He had never even seen a battle, the land mine found his leg before he could. He had been a strong young boy, full of life and dreams. Dreams of protecting people, dreams of entering into the service. He had done well too, he was promising to be an excellent soldier, but no one needed a soldier with a tin can for a leg.

The discharge had been honorable, but it hadn't helped him much. It was hard to find a job that he could keep up with now, and he barely scraped by. His face was marred by years he had not seen, the last few had not been kind to him. Once he was dressed, which was a difficult activity in itself, he limped into the kitchen. Drinking watery, weak coffee, he greeted the day with a scowl. It was not very early in the morning, but he had no reason to get up with the sun.

A scrawny, raggedy cat wound its way around the table legs. He scratched at its head, smiling at the animal. He intended to get a dog, but upon seeing this miserable bag of fleas, he had changed his mind. The cat was much like him, chewed up by life and spat back out. It was a good mouser at least, and had kept the rats from his little hovel. It proved more useful than he was. The cat rubbed against his good leg, purring loudly. "Yes, yes, you'll get your breakfast too," he got up and filled the cat's dish, setting it on the floor.

A knock on the door startled the two of them, and he frowned in the direction of the wooden door. It was not often that he had visitors. Standing slowly he headed towards the door, his leg creaking on the way. He scowled; he would have to grease it again. He rapped his cane upon the limb, as if to hush it, and stood up as straight as he could in front of the door. When it swung open he was greeted by the sight of an old friend, one that he hadn't talked to in a long time. But then he hadn't talked to anyone in a long time. He had withdrawn from his friends after the loss of his leg. He couldn't stand the way they stared, the way they talked so softly around him, afraid that they may upset him.

The young man at the door had done much better than he had. He was well off and engaged. He reached out a gloved hand, smiling, "It's been a long time, I wanted to see if you'd still remember me."

The man rubbed at his face, there was a short, scratchy beard, he had neglected to shave for awhile. "Hard to forget, Samuel." He released his cane long enough to shake his hand, leaning heavily on his other leg.

Samuel kept smiling. "To tell you the truth, I wanted to invite you to a show with me tonight. A ballet actually." The man looked down at Samuel's shoes. They were so well polished that he could almost see himself in them. They looked out of place on the grimy, puddle covered streets of his road. One of the smaller flying machines sped by, silencing them for a moment; it was next to impossible to hear over the whir of the blades.

The man took this moment to glance past his friend, and the automobile that waited for him.
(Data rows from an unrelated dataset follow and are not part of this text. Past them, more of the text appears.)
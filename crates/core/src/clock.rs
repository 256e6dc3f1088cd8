// SPDX-License-Identifier: BUSL-1.1
// Copyright (c) 2026 Alfred Jean LLC

//! Wall-clock source for result record timestamps.
//!
//! Deadlines are measured with tokio's monotonic clock; this trait only
//! supplies the epoch timestamps written into a `ResultRecord`.

use parking_lot::Mutex;
use std::sync::Arc;
use std::time::{Duration, SystemTime, UNIX_EPOCH};

/// A source of wall-clock time in epoch milliseconds
pub trait Clock: Clone + Send + Sync + 'static {
    fn epoch_ms(&self) -> u64;
}

/// Real system clock
#[derive(Clone, Copy, Debug, Default)]
pub struct SystemClock;

impl Clock for SystemClock {
    fn epoch_ms(&self) -> u64 {
        SystemTime::now().duration_since(UNIX_EPOCH).unwrap_or_default().as_millis() as u64
    }
}

/// Controllable clock for tests.
///
/// Reads can optionally step the clock by a fixed amount, which lets tests
/// observe distinct start and stop timestamps without sleeping. Setting the
/// value backwards simulates a wall-clock adjustment mid-dispatch.
#[derive(Clone)]
pub struct FakeClock {
    inner: Arc<Mutex<FakeClockState>>,
}

struct FakeClockState {
    epoch_ms: u64,
    step_ms: u64,
}

impl FakeClock {
    pub fn new(epoch_ms: u64) -> Self {
        Self { inner: Arc::new(Mutex::new(FakeClockState { epoch_ms, step_ms: 0 })) }
    }

    /// Advance the clock by the given duration
    pub fn advance(&self, duration: Duration) {
        self.inner.lock().epoch_ms += duration.as_millis() as u64;
    }

    /// Set the current epoch milliseconds (may move backwards)
    pub fn set_epoch_ms(&self, ms: u64) {
        self.inner.lock().epoch_ms = ms;
    }

    /// Advance by `step` after every read
    pub fn step_on_read(&self, step: Duration) {
        self.inner.lock().step_ms = step.as_millis() as u64;
    }
}

impl Default for FakeClock {
    fn default() -> Self {
        Self::new(1_000_000)
    }
}

impl Clock for FakeClock {
    fn epoch_ms(&self) -> u64 {
        let mut state = self.inner.lock();
        let now = state.epoch_ms;
        state.epoch_ms += state.step_ms;
        now
    }
}

#[cfg(test)]
#[path = "clock_tests.rs"]
mod tests;
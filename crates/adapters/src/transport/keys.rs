// SPDX-License-Identifier: BUSL-1.1
// Copyright (c) 2026 Alfred Jean LLC

//! Per-key serialization of authentication.
//!
//! Concurrent dispatches that share a key reference authenticate one at a
//! time. Established sessions are not affected.

use parking_lot::Mutex;
use std::collections::HashMap;
use std::path::{Path, PathBuf};
use std::sync::Arc;
use tokio::sync::OwnedMutexGuard;

type LockMap = HashMap<PathBuf, Arc<tokio::sync::Mutex<()>>>;

#[derive(Clone, Default)]
pub struct KeyLocks {
    locks: Arc<Mutex<LockMap>>,
}

/// Exclusive use of one key. Dropping it releases the key and forgets it
/// when nobody else is waiting.
pub struct KeyGuard {
    guard: Option<OwnedMutexGuard<()>>,
    locks: Arc<Mutex<LockMap>>,
    key: PathBuf,
}

impl Drop for KeyGuard {
    fn drop(&mut self) {
        // Hold the map so no new waiter can clone the entry in between
        let mut locks = self.locks.lock();
        self.guard.take();
        let idle = locks.get(&self.key).is_some_and(|lock| Arc::strong_count(lock) == 1);
        if idle {
            locks.remove(&self.key);
        }
    }
}

impl KeyLocks {
    pub fn new() -> Self {
        Self::default()
    }

    /// Wait for exclusive use of `key`. Released when the guard drops.
    pub async fn acquire(&self, key: &Path) -> KeyGuard {
        let lock = self.locks.lock().entry(key.to_path_buf()).or_default().clone();
        let guard = lock.lock_owned().await;
        KeyGuard { guard: Some(guard), locks: Arc::clone(&self.locks), key: key.to_path_buf() }
    }

    /// Number of keys currently held or waited on
    pub fn len(&self) -> usize {
        self.locks.lock().len()
    }

    pub fn is_empty(&self) -> bool {
        self.len() == 0
    }
}

#[cfg(test)]
#[path = "keys_tests.rs"]
mod tests;
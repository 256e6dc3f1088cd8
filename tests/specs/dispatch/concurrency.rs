// SPDX-License-Identifier: BUSL-1.1
// Copyright (c) 2026 Alfred Jean LLC

//! Concurrency specs
//!
//! Dispatches of one task to two workers run side by side without sharing
//! results or logs.

use crate::prelude::*;

#[tokio::test(flavor = "multi_thread", worker_threads = 2)]
async fn parallel_dispatches_stay_independent() {
    let farm = Farm::new()
        .worker("b1", FakeMachine::new().log_line("b1: building"))
        .worker("b2", FakeMachine::new().build(BuildBehavior::Fail(
            rbd_wire::RemoteBuildStatus::PermanentFailure,
            "b2 refuses".into(),
        )).log_line("b2: building"));
    let dispatcher = farm.dispatcher();
    let task = hello();
    let (m1, m2) = (machine_named("b1"), machine_named("b2"));
    let (l1, l2) = (farm.log("b1"), farm.log("b2"));

    let (r1, r2) = tokio::join!(
        dispatcher.dispatch(&m1, &task, &l1, DEADLINE),
        dispatcher.dispatch(&m2, &task, &l2, DEADLINE),
    );

    assert_well_formed(&r1);
    assert_well_formed(&r2);
    assert_eq!(r1.outcome(), BuildOutcome::Success);
    assert_eq!(r2.outcome(), BuildOutcome::PermanentFailure);
    assert!(r2.error_msg().contains("b2 refuses"));
    assert_eq!(farm.log_contents("b1"), "b1: building\n");
    assert_eq!(farm.log_contents("b2"), "b2: building\n");
    assert_eq!(farm.transport.stats("b1").builds, 1);
    assert_eq!(farm.transport.stats("b2").builds, 1);
    assert_eq!(farm.transport.open_sessions(), 0);
}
It was polished and shone, brighter than his metal leg. But then he didn't polish the metal anymore, he didn't spend any more time caring for the prosthetic than he absolutely had to. He looked back at Samuel, the dull roar of the flying machine growing further away. "I don't have the proper attire for something so fancy, I'm afraid I'll have to turn you down. It was nice to see you again Samuel." He turned, glancing at the radio on his entryway table.

It was very old, and he had to twiddle the knobs and hope, to get a channel. He would spend the day sitting in front of it, not at some silly show. But his friend was persistent, "Nonesense, you should come, I simply must have you meet my fiancé. I will let you borrow a suit."
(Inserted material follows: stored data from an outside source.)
// SPDX-License-Identifier: BUSL-1.1
// Copyright (c) 2026 Alfred Jean LLC

//! Result Classifier.
//!
//! | Attempt                                   | Outcome                    |
//! |-------------------------------------------|----------------------------|
//! | completed with a report, before deadline  | Success                    |
//! | rejection or deterministic build failure  | PermanentFailure           |
//! | deadline passed (locally or on worker)    | TimedOut                   |
//! | anything else, cancellation, crash        | MiscFailure                |
//!
//! An attempt that completed after the deadline is TimedOut whatever it
//! reported. One that completed at or before the deadline keeps its own
//! classification. Elapsed time is measured on the monotonic clock.

use crate::protocol::{BuildReport, Phase, ProtocolFailure};
use rbd_core::BuildOutcome;
use rbd_wire::RemoteBuildStatus;
use std::time::Duration;

/// Failure taxonomy that outcomes are derived from.
#[derive(Debug, Clone, Copy, PartialEq, Eq)]
pub enum FailureKind {
    /// Derivation malformed or refused
    Rejection,
    /// The build ran and failed
    BuildFailure,
    DeadlineExceeded,
    Unclassified,
}

impl FailureKind {
    /// Kind of a non-success worker status.
    pub fn of_status(status: RemoteBuildStatus) -> Self {
        match status {
            RemoteBuildStatus::InputRejected => FailureKind::Rejection,
            RemoteBuildStatus::PermanentFailure
            | RemoteBuildStatus::OutputRejected
            | RemoteBuildStatus::CachedFailure
            | RemoteBuildStatus::DependencyFailed
            | RemoteBuildStatus::LogLimitExceeded
            | RemoteBuildStatus::NotDeterministic => FailureKind::BuildFailure,
            RemoteBuildStatus::TimedOut => FailureKind::DeadlineExceeded,
            RemoteBuildStatus::Built
            | RemoteBuildStatus::Substituted
            | RemoteBuildStatus::AlreadyValid
            | RemoteBuildStatus::TransientFailure
            | RemoteBuildStatus::MiscFailure => FailureKind::Unclassified,
        }
    }

    pub fn outcome(self) -> BuildOutcome {
        match self {
            FailureKind::Rejection | FailureKind::BuildFailure => BuildOutcome::PermanentFailure,
            FailureKind::DeadlineExceeded => BuildOutcome::TimedOut,
            FailureKind::Unclassified => BuildOutcome::MiscFailure,
        }
    }
}

/// How one dispatch attempt ended, as seen by the dispatcher.
#[derive(Debug)]
pub enum Attempt {
    /// The protocol returned, `elapsed` after dispatch start
    Completed { phase: Phase, result: Result<BuildReport, ProtocolFailure>, elapsed: Duration },
    /// The deadline fired first
    DeadlineExceeded { phase: Phase, elapsed: Duration },
    Cancelled { phase: Phase },
    /// The protocol layer panicked
    Crashed { phase: Phase, message: String },
}

impl Attempt {
    pub fn phase(&self) -> Phase {
        match self {
            Attempt::Completed { phase, .. }
            | Attempt::DeadlineExceeded { phase, .. }
            | Attempt::Cancelled { phase }
            | Attempt::Crashed { phase, .. } => *phase,
        }
    }

    /// The report of an attempt that completed successfully.
    pub fn report(&self) -> Option<&BuildReport> {
        match self {
            Attempt::Completed { result: Ok(report), .. } => Some(report),
            _ => None,
        }
    }
}

/// Map an attempt to its outcome and operator-facing message.
///
/// The message is empty exactly when the outcome is Success, and always
/// names the phase otherwise.
pub fn classify(attempt: &Attempt, deadline: Duration) -> (BuildOutcome, String) {
    match attempt {
        Attempt::Completed { phase, elapsed, .. } if *elapsed > deadline => (
            BuildOutcome::TimedOut,
            format!(
                "{}: deadline of {}ms exceeded after {}ms, before the worker's result arrived",
                phase,
                deadline.as_millis(),
                elapsed.as_millis()
            ),
        ),
        Attempt::Completed { result: Ok(_), .. } => (BuildOutcome::Success, String::new()),
        Attempt::Completed { phase, result: Err(failure), .. } => {
            (failure.kind().outcome(), format!("{}: {}", phase, failure))
        }
        Attempt::DeadlineExceeded { phase, elapsed } => (
            BuildOutcome::TimedOut,
            format!(
                "{}: timed out after {}ms (deadline {}ms)",
                phase,
                elapsed.as_millis(),
                deadline.as_millis()
            ),
        ),
        Attempt::Cancelled { phase } => {
            (BuildOutcome::MiscFailure, format!("{}: dispatch cancelled", phase))
        }
        Attempt::Crashed { phase, message } => {
            (BuildOutcome::MiscFailure, format!("{}: internal error: {}", phase, message))
        }
    }
}

#[cfg(test)]
#[path = "classify_tests.rs"]
mod tests;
The world weary soldier sighed, "Very well." His friend had always been very persistent, and if he continued to decline his offer, he would only be badgered into it. "I'll go and get my coat then."

A smile lit Samuel's face, "Wonderful, the performance is this afternoon, we'll get you dressed and head that way." He walked quickly in front of his friend, who sighed as he limped behind him. The plush leather seats of the automobile felt foreign to him. He had never ridden in a car as fancy as this. His friend chatted all the while, while they bumped along the road. The man kept his gaze straight ahead, replying when he must, his hands clasped over the top of his cane.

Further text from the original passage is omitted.